I was given a level 45 character, a Lunar Knight, one of the new classes coming with this patch, to try out on the test server. The saddest part is that I haven't reached anywhere near level 45 on my current Warrior, even though I have learned his abilities well and enjoyed the heck out of him during my 24-hour stream. Unfortunately I didn't utilize the powerset from the Lunar Knight in the video much, instead using my familiar Warrior abilities. I was also given a nice set of Sea Dragon Armor, a mount, and a killer sword -- after all, a naked level 45 character would be sad.
I loaded up and jumped in, and here's what I found.
The main thing I love about Dragon Nest has got to be its stylized graphics. I have always preferred stylized over realistic graphics, although Dragon Nest fills in its virtual world with more "realistic" stylized graphics. Plants push aside as you walk through them; lights cast an eerie glow. Dragon Nest looks great, and the new town of Lotus Marsh is no exception.

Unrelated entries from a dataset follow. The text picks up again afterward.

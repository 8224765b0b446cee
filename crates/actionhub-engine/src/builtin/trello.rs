// SPDX-FileCopyrightText: 2026 ActionHub Contributors
// SPDX-License-Identifier: MIT OR Apache-2.0

//! In-process "Add card" plugin for the built-in Trello service.
//!
//! Resolves the configured list on the configured board, then creates a card
//! in it through the Trello REST API.

use std::sync::Arc;

use actionhub_core::{
    ActionHubError, ActionRunner, ErrorCode, FieldError, Params, PluginContext, PluginIdentity,
    RunnerFactory, ValidatedConfig,
};
use actionhub_registry::{
    Documentation, Form, FormComponent, FormField, FormGroup, PluginDescriptor, PortDoc,
};
use actionhub_schema::ConfigSchema;
use async_trait::async_trait;
use reqwest::Url;
use schemars::JsonSchema;
use serde::{Deserialize, Serialize};
use serde_json::{json, Map, Value};
use tracing::debug;

use crate::remote::error_body;

pub const ADD_CARD_PLUGIN_ID: &str = "a04381af-c008-4328-ab61-0e73825903ce";

/// Default Trello REST API base.
pub const DEFAULT_API_BASE_URL: &str = "https://api.trello.com/1";

/// Configuration of the "Add card" plugin.
#[derive(Debug, Clone, PartialEq, Serialize, Deserialize, JsonSchema)]
#[serde(deny_unknown_fields)]
pub struct TrelloConfig {
    /// Trello API key.
    pub api_key: String,
    /// Trello API token.
    pub token: String,
    /// Board URL, e.g. `https://trello.com/b/AbCd1234/roadmap`.
    pub board_url: String,
    /// Name of the list that receives the card.
    pub list_name: String,
    pub card: CardSpec,
}

/// Card to create.
#[derive(Debug, Clone, PartialEq, Serialize, Deserialize, JsonSchema)]
#[serde(deny_unknown_fields)]
pub struct CardSpec {
    pub name: String,
    #[serde(default, skip_serializing_if = "Option::is_none")]
    pub desc: Option<String>,
    /// Link attached to the card.
    #[serde(default, skip_serializing_if = "Option::is_none")]
    pub url: Option<String>,
    /// Due date, ISO 8601.
    #[serde(default, skip_serializing_if = "Option::is_none")]
    pub due: Option<String>,
    /// `latitude,longitude`.
    #[serde(default, skip_serializing_if = "Option::is_none")]
    pub coordinates: Option<String>,
}

#[derive(Debug, Deserialize)]
struct TrelloList {
    id: String,
    name: String,
}

/// Creates [`TrelloCardAdder`] runners against one API base.
#[derive(Debug, Clone)]
pub struct TrelloCardAdderFactory {
    client: reqwest::Client,
    api_base_url: String,
}

impl TrelloCardAdderFactory {
    pub fn new(client: reqwest::Client, api_base_url: impl Into<String>) -> Self {
        Self {
            client,
            api_base_url: api_base_url.into(),
        }
    }
}

impl RunnerFactory for TrelloCardAdderFactory {
    fn create(&self) -> Result<Box<dyn ActionRunner>, ActionHubError> {
        Ok(Box::new(TrelloCardAdder {
            client: self.client.clone(),
            api_base_url: self.api_base_url.trim_end_matches('/').to_string(),
            context: PluginContext::default(),
            state: None,
        }))
    }
}

#[derive(Debug)]
struct Configured {
    config: TrelloConfig,
    board_id: String,
}

/// One "Add card" invocation.
#[derive(Debug)]
pub struct TrelloCardAdder {
    client: reqwest::Client,
    api_base_url: String,
    context: PluginContext,
    state: Option<Configured>,
}

impl TrelloCardAdder {
    fn url(&self, path: &str, extra: &[(&str, &str)], config: &TrelloConfig) -> Result<Url, ActionHubError> {
        let mut params = vec![("key", config.api_key.as_str()), ("token", config.token.as_str())];
        params.extend_from_slice(extra);
        Url::parse_with_params(&format!("{}/{path}", self.api_base_url), params)
            .map_err(|e| ActionHubError::Internal(format!("invalid Trello API URL: {e}")))
    }

    async fn find_list(&self, configured: &Configured) -> Result<String, ActionHubError> {
        let url = self.url(
            &format!("boards/{}/lists", configured.board_id),
            &[],
            &configured.config,
        )?;
        let response = self.client.get(url).send().await.map_err(transport_error)?;
        let lists: Vec<TrelloList> = checked(response).await?.json().await.map_err(transport_error)?;

        lists
            .into_iter()
            .find(|list| list.name == configured.config.list_name)
            .map(|list| list.id)
            .ok_or_else(|| {
                ActionHubError::runtime(format!(
                    "list `{}` not found on board `{}`",
                    configured.config.list_name, configured.board_id
                ))
            })
    }
}

#[async_trait]
impl ActionRunner for TrelloCardAdder {
    fn bind_context(&mut self, context: PluginContext) {
        self.context = context;
    }

    async fn configure(&mut self, config: ValidatedConfig) -> Result<(), ActionHubError> {
        let config: TrelloConfig = config.parse()?;
        let board_id = board_id(&config.board_url)?;
        debug!(board_id = %board_id, list = %config.list_name, "trello card adder configured");
        self.state = Some(Configured { config, board_id });
        Ok(())
    }

    async fn execute(&mut self, _params: Params) -> Result<Value, ActionHubError> {
        let configured = self
            .state
            .as_ref()
            .ok_or_else(|| ActionHubError::Internal("plugin run before configure".into()))?;

        let list_id = self.find_list(configured).await?;
        let url = self.url("cards", &[("idList", list_id.as_str())], &configured.config)?;

        let card = &configured.config.card;
        let mut body = Map::new();
        body.insert("name".into(), Value::String(card.name.clone()));
        let optional = [
            ("desc", &card.desc),
            ("urlSource", &card.url),
            ("due", &card.due),
            ("coordinates", &card.coordinates),
        ];
        for (key, value) in optional {
            if let Some(value) = value {
                body.insert(key.into(), Value::String(value.clone()));
            }
        }

        let response = self
            .client
            .post(url)
            .json(&body)
            .send()
            .await
            .map_err(transport_error)?;
        let created: Value = checked(response).await?.json().await.map_err(transport_error)?;
        debug!(
            node = ?self.context.node().and_then(|n| n.get("id")),
            list_id = %list_id,
            "trello card created"
        );
        Ok(created)
    }
}

/// Extract the board short id from a `https://trello.com/b/<id>/...` URL.
fn board_id(board_url: &str) -> Result<String, ActionHubError> {
    let invalid = || {
        ActionHubError::invalid_field(FieldError::new(
            "board_url",
            "expected a Trello board URL such as https://trello.com/b/<board-id>/<name>",
            ErrorCode::Format,
        ))
    };

    let url = Url::parse(board_url).map_err(|_| invalid())?;
    let mut segments = url.path_segments().ok_or_else(invalid)?;
    match (segments.next(), segments.next()) {
        (Some("b"), Some(id)) if !id.is_empty() => Ok(id.to_string()),
        _ => Err(invalid()),
    }
}

async fn checked(response: reqwest::Response) -> Result<reqwest::Response, ActionHubError> {
    let status = response.status();
    if status.is_success() {
        return Ok(response);
    }
    let body = error_body(response).await;
    Err(ActionHubError::Remote {
        message: format!("Trello API returned {status}: {body}"),
        status: Some(status.as_u16()),
        source: None,
    })
}

fn transport_error(e: reqwest::Error) -> ActionHubError {
    ActionHubError::Remote {
        message: format!("Trello API request failed: {e}"),
        status: e.status().map(|s| s.as_u16()),
        source: Some(Box::new(e)),
    }
}

/// Blank configuration offered to form consumers. Satisfies the schema.
pub fn default_init() -> Value {
    json!({
        "api_key": "",
        "token": "",
        "board_url": "",
        "list_name": "",
        "card": {"name": ""}
    })
}

fn text_field(id: &str, name: &str, description: &str, required: bool) -> FormField {
    FormField {
        id: id.to_string(),
        name: name.to_string(),
        description: Some(description.to_string()),
        component: FormComponent {
            kind: "text".to_string(),
            props: Map::new(),
        },
        required,
    }
}

pub fn form() -> Form {
    Form {
        submit: None,
        groups: vec![
            FormGroup {
                name: Some("Trello access".to_string()),
                description: Some("Credentials and the board that receives the card.".to_string()),
                fields: vec![
                    text_field("api_key", "API key", "Trello API key.", true),
                    text_field("token", "Token", "Trello API token.", true),
                    text_field("board_url", "Board URL", "URL of the Trello board.", true),
                    text_field("list_name", "List name", "List the card is added to.", true),
                ],
            },
            FormGroup {
                name: Some("Card".to_string()),
                description: None,
                fields: vec![
                    text_field("card.name", "Name", "Card title.", true),
                    text_field("card.desc", "Description", "Card description.", false),
                    text_field("card.url", "Link", "URL attached to the card.", false),
                    text_field("card.due", "Due date", "Due date in ISO 8601.", false),
                    text_field(
                        "card.coordinates",
                        "Coordinates",
                        "Location as latitude,longitude.",
                        false,
                    ),
                ],
            },
        ],
    }
}

pub fn identity() -> PluginIdentity {
    PluginIdentity::new("TrelloCardAdder", module_path!())
}

/// Descriptor of the "Add card" plugin backed by `implementation`.
pub fn add_card_plugin(implementation: Arc<dyn RunnerFactory>) -> PluginDescriptor {
    PluginDescriptor::new(ADD_CARD_PLUGIN_ID, "Add card", identity(), implementation)
        .with_schema(ConfigSchema::for_type::<TrelloConfig>())
        .with_init(default_init())
        .with_form(form())
        .with_ports(["payload"], ["payload", "error"])
        .with_documentation(Documentation {
            inputs: [("payload".to_string(), PortDoc::new("This port takes payload object."))]
                .into_iter()
                .collect(),
            outputs: [
                ("payload".to_string(), PortDoc::new("Returns the created card.")),
                ("error".to_string(), PortDoc::new("Returns an error if the card was not created.")),
            ]
            .into_iter()
            .collect(),
        })
}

This town is the next step for players who have reached the end of chapter five. The town acts as a quest hub, filled to the brim with new content. I grabbed a few quests and a bunch of screenshots, noting the Halloween decorations. In fact, all of Dragon Nest had been kitted out in the best holiday of the year, pumpkins and ghosts hanging out everywhere. As you can see from the screenshots, Lotus Marsh is a fantastic-looking place. It's a little damp for my tastes, and the humidity is a monster on my 'do, but otherwise, it's lovely in the evenings.
I had to travel to the Garden of Eternity Nexus off of Saints Haven to access both the Titan Nest (in the video) and the Archbishop Nest, both epic fights that challenged me every time. My armor and buffs helped me more than I can measure, but I was finally able to defeat the boss monsters throughout. I love the Aztec-themed areas and marvel at some of the details that make up each creature. There are wonderful scripted events, and every time I found myself confused or lost, I just had to slow down and make sure to watch the screen. Even if I missed instructions, the dungeons are laid out in a way that helped me figure out what to do.
The boss fight at the end of each of these new areas is so much fun but occasionally a little frustrating. The secrets are there, however, like climbing onto a massive golem's back to attack its rider, similar to combat in the fantastic Shadow of the Colossus. I felt very small in all of these new areas but also very powerful. When attacks are timed correctly and they fire off a big hit, the game delivers a feeling of incredible power. Enemies are tossed aside; minibosses crumble under sword. If smashing things into powder is your thing, Dragon Nest is the perfect choice. This new content pushes those violent boundaries even further.
Don't worry; a new character feels powerful as well. Dragon Nest is all about big fights, large combos, and destroying monsters. It can become repetitive, especially if you need to return to a dungeon for a mission or want to go back to increase the loot you receive. A lot of players have reported running into a leveling wall while grinding through dungeons, but I have found that following the main questline usually leads to non-stop linear advancement with few repeats. It's very possible that things become much more repetitive between those lower levels on my main and the level 45 that I was given for this test.
My character also came equipped with a cool mount. Mounts do get your character around town more quickly than going by foot, but you can also instantly teleport. If status is your thing, then get a mount. The one I have is adorable. It's too bad there were not more players on the test server to show it off to!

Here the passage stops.